WORK ITEM:
Your answer should be every line of the entries that has the string "async" in it.

(Stored data entries)
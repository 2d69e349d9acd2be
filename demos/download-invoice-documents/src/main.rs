//! Create an invoice and download its documents.
//!
//! Creates a sample invoice, then saves it as PDF, UBL BIS3 XML and Facturae
//! XML. A format the account cannot produce is reported and skipped.
//!
//! ```text
//! B2B_API_KEY=... B2B_ACCOUNT_ID=... cargo run -p download-invoice-documents
//! ```

#![allow(clippy::print_stdout)]
#![allow(clippy::print_stderr)]

mod sample;

use std::io::Write;
use std::path::{Path, PathBuf};
use std::process::ExitCode;

use b2brouter::prelude::*;
use chrono::NaiveDate;
use clap::Parser;
use derive_more::{Display, Error as DeriveError, From};
use tracing::{debug, info};
use tracing_subscriber::{filter::EnvFilter, fmt, layer::SubscriberExt, util::SubscriberInitExt};

/// Create an invoice and download it in several formats.
#[derive(Debug, Parser)]
#[command(version, about)]
struct Args {
    /// Account the invoice is created in.
    #[arg(long, env = "B2B_ACCOUNT_ID")]
    account_id: String,

    /// Directory receiving the downloaded documents.
    #[arg(long, env = "B2B_OUTPUT_DIR", default_value = "output")]
    output_dir: PathBuf,

    /// Increase log verbosity (-v, -vv).
    #[arg(short, long, action = clap::ArgAction::Count)]
    verbose: u8,
}

/// Failure of the demo workflow.
#[derive(Debug, Display, DeriveError, From)]
enum DemoError {
    /// The SDK call failed.
    #[display("{_0}")]
    Api(b2brouter::Error),
    /// Writing output failed.
    #[display("I/O error: {_0}")]
    Io(std::io::Error),
}

/// A document to download, with how it is saved and reported.
struct Download {
    format: DocumentFormat,
    label: &'static str,
    file_suffix: &'static str,
    unavailable_note: &'static str,
}

fn downloads() -> [Download; 3] {
    [
        Download {
            format: DocumentFormat::PdfInvoice,
            label: "PDF",
            file_suffix: ".pdf",
            unavailable_note: "The invoice may need to be sent before PDF is available",
        },
        Download {
            format: DocumentFormat::UblBis3,
            label: "UBL BIS3",
            file_suffix: "-ubl.xml",
            unavailable_note: "UBL format may not be configured for this account",
        },
        Download {
            format: DocumentFormat::Facturae322,
            label: "Facturae 3.2.2",
            file_suffix: "-facturae.xml",
            unavailable_note: "Expected for non-Spanish invoices",
        },
    ]
}

/// What happened to one download.
#[derive(Debug, PartialEq, Eq)]
enum Outcome {
    Saved { path: PathBuf, size: usize },
    Unavailable(String),
}

/// Summary of a completed run.
#[derive(Debug)]
struct Report {
    invoice_id: String,
    invoice_number: String,
    total: f64,
    outcomes: Vec<(DocumentFormat, Outcome)>,
}

async fn run<C: HttpClient>(
    client: &B2BRouterClient<C>,
    account_id: &str,
    output_dir: &Path,
    today: NaiveDate,
    seq: u32,
    out: &mut impl Write,
) -> std::result::Result<Report, DemoError> {
    std::fs::create_dir_all(output_dir)?;

    writeln!(out, "Step 1: Creating invoice...")?;
    let number = sample::invoice_number(today, seq);
    let params = to_params(&sample::sample_invoice(&number, today))?;
    let created = client.invoices().create(account_id, &params).await?;
    let invoice = created.get("invoice").unwrap_or(&created);

    let invoice_id = scalar(&invoice["id"]);
    let invoice_number = invoice["number"].as_str().unwrap_or(&number).to_string();
    let total = amount(&invoice["total"]);
    info!(%invoice_id, %invoice_number, "invoice created");

    writeln!(out, "✓ Invoice created successfully!")?;
    writeln!(out, "  ID: {invoice_id}")?;
    writeln!(out, "  Number: {invoice_number}")?;
    writeln!(out, "  Subtotal: €{}", format_amount(amount(&invoice["subtotal"])))?;
    writeln!(
        out,
        "  Total: €{} {}",
        format_amount(total),
        scalar(&invoice["currency"])
    )?;
    writeln!(out, "  State: {}\n", scalar(&invoice["state"]))?;

    let mut outcomes = Vec::new();
    for (step, download) in (2..).zip(downloads()) {
        writeln!(
            out,
            "Step {step}: Downloading invoice as {} ({})...",
            download.label, download.format
        )?;

        let outcome = match client
            .invoices()
            .download_as(&invoice_id, download.format.clone(), &Params::new())
            .await
        {
            Ok(data) => {
                let file_name = format!("{}{}", file_stem(&invoice_number), download.file_suffix);
                let path = output_dir.join(file_name);
                std::fs::write(&path, &data)?;
                writeln!(out, "✓ {} downloaded successfully!", download.label)?;
                writeln!(out, "  File: {}", path.display())?;
                writeln!(out, "  Size: {} bytes\n", group_thousands(&data.len().to_string()))?;
                Outcome::Saved {
                    path,
                    size: data.len(),
                }
            }
            Err(err) if err.is_not_found() => {
                let message = err
                    .api_error()
                    .map_or_else(|| err.to_string(), |api| api.message().to_string());
                debug!(format = %download.format, %message, "format not available");
                writeln!(out, "✗ {} not available: {message}", download.label)?;
                writeln!(out, "  Note: {}\n", download.unavailable_note)?;
                Outcome::Unavailable(message)
            }
            Err(err) => return Err(err.into()),
        };
        outcomes.push((download.format, outcome));
    }

    writeln!(out, "{}", "-".repeat(60))?;
    writeln!(out, "Summary:")?;
    writeln!(out, "  Invoice: {invoice_number} (ID: {invoice_id})")?;
    writeln!(out, "  Total Amount: €{}", format_amount(total))?;
    writeln!(out, "  Downloads saved to: {}/", output_dir.display())?;

    Ok(Report {
        invoice_id,
        invoice_number,
        total,
        outcomes,
    })
}

/// File-name-safe form of an invoice number.
///
/// Keeps ASCII alphanumerics, `-`, `_` and inner dots; everything else,
/// path separators included, becomes `_`.
fn file_stem(number: &str) -> String {
    let stem: String = number
        .chars()
        .map(|c| {
            if c.is_ascii_alphanumeric() || matches!(c, '-' | '_' | '.') {
                c
            } else {
                '_'
            }
        })
        .collect();
    let stem = stem.trim_start_matches('.');
    if stem.is_empty() {
        "invoice".to_string()
    } else {
        stem.to_string()
    }
}

/// Render a JSON scalar without quotes.
fn scalar(value: &Value) -> String {
    match value {
        Value::String(s) => s.clone(),
        Value::Null => String::new(),
        other => other.to_string(),
    }
}

/// Read an amount sent either as a number or as a decimal string.
fn amount(value: &Value) -> f64 {
    match value {
        Value::Number(n) => n.as_f64().unwrap_or_default(),
        Value::String(s) => s.trim().parse().unwrap_or_default(),
        _ => 0.0,
    }
}

/// Two decimals with thousands separators, e.g. `1,815.00`.
fn format_amount(value: f64) -> String {
    let fixed = format!("{value:.2}");
    let (int, frac) = fixed.split_once('.').unwrap_or((fixed.as_str(), "00"));
    let (sign, digits) = int.strip_prefix('-').map_or(("", int), |d| ("-", d));
    format!("{sign}{}.{frac}", group_thousands(digits))
}

fn group_thousands(digits: &str) -> String {
    let mut grouped = String::with_capacity(digits.len() + digits.len() / 3);
    for (i, c) in digits.chars().enumerate() {
        if i > 0 && (digits.len() - i) % 3 == 0 {
            grouped.push(',');
        }
        grouped.push(c);
    }
    grouped
}

fn print_next_steps(report: &Report) {
    println!("\nNext steps:");
    for (format, outcome) in &report.outcomes {
        match outcome {
            Outcome::Saved { path, size } => {
                println!("  - View {format} ({size} bytes): open {}", path.display());
            }
            Outcome::Unavailable(reason) => println!("  - {format} skipped: {reason}"),
        }
    }
    println!(
        "  - Send {} to its recipient once the documents look right",
        report.invoice_number
    );
}

/// Print an error with its status and JSON details.
fn report_error(err: &DemoError) {
    eprintln!("✗ Error: {err}");
    if let DemoError::Api(b2brouter::Error::Api(api)) = err {
        eprintln!("  Status: {}", api.status());
        if let Some(details) = api
            .json_body()
            .and_then(|body| serde_json::to_string_pretty(body).ok())
        {
            eprintln!("  Details:");
            eprintln!("  {}", details.replace('\n', "\n  "));
        }
    }
}

fn init_tracing(verbose: u8) {
    let base_filter = std::env::var("RUST_LOG").unwrap_or_else(|_| {
        match verbose {
            0 => "warn",
            1 => "warn,b2brouter=info,download_invoice_documents=info",
            _ => "info,b2brouter=debug,b2brouter_core=debug,download_invoice_documents=debug",
        }
        .to_string()
    });

    let filter = EnvFilter::try_new(&base_filter).unwrap_or_else(|_| EnvFilter::new("warn"));

    tracing_subscriber::registry()
        .with(filter)
        .with(fmt::layer().with_writer(std::io::stderr).compact())
        .init();
}

#[tokio::main]
async fn main() -> ExitCode {
    let args = Args::parse();
    init_tracing(args.verbose);

    let config = match ClientConfig::from_env() {
        Ok(config) => config,
        Err(err) => {
            eprintln!("✗ {err}");
            eprintln!(
                "  Set {} (and optionally {}, {})",
                b2brouter::ENV_API_KEY,
                b2brouter::ENV_API_VERSION,
                b2brouter::ENV_API_BASE
            );
            return ExitCode::FAILURE;
        }
    };

    let transport = HyperClient::builder()
        .timeout(config.timeout())
        .with_logging()
        .build();
    let client = B2BRouterClient::with_transport(config, transport);

    let today = chrono::Local::now().date_naive();
    let mut stdout = std::io::stdout().lock();

    match run(
        &client,
        &args.account_id,
        &args.output_dir,
        today,
        sample::clock_seq(),
        &mut stdout,
    )
    .await
    {
        Ok(report) => {
            debug!(invoice_id = %report.invoice_id, total = report.total, "run completed");
            print_next_steps(&report);
            ExitCode::SUCCESS
        }
        Err(err) => {
            report_error(&err);
            ExitCode::FAILURE
        }
    }
}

ANSWER:
async fn run<C: HttpClient>(
async fn main() -> ExitCode {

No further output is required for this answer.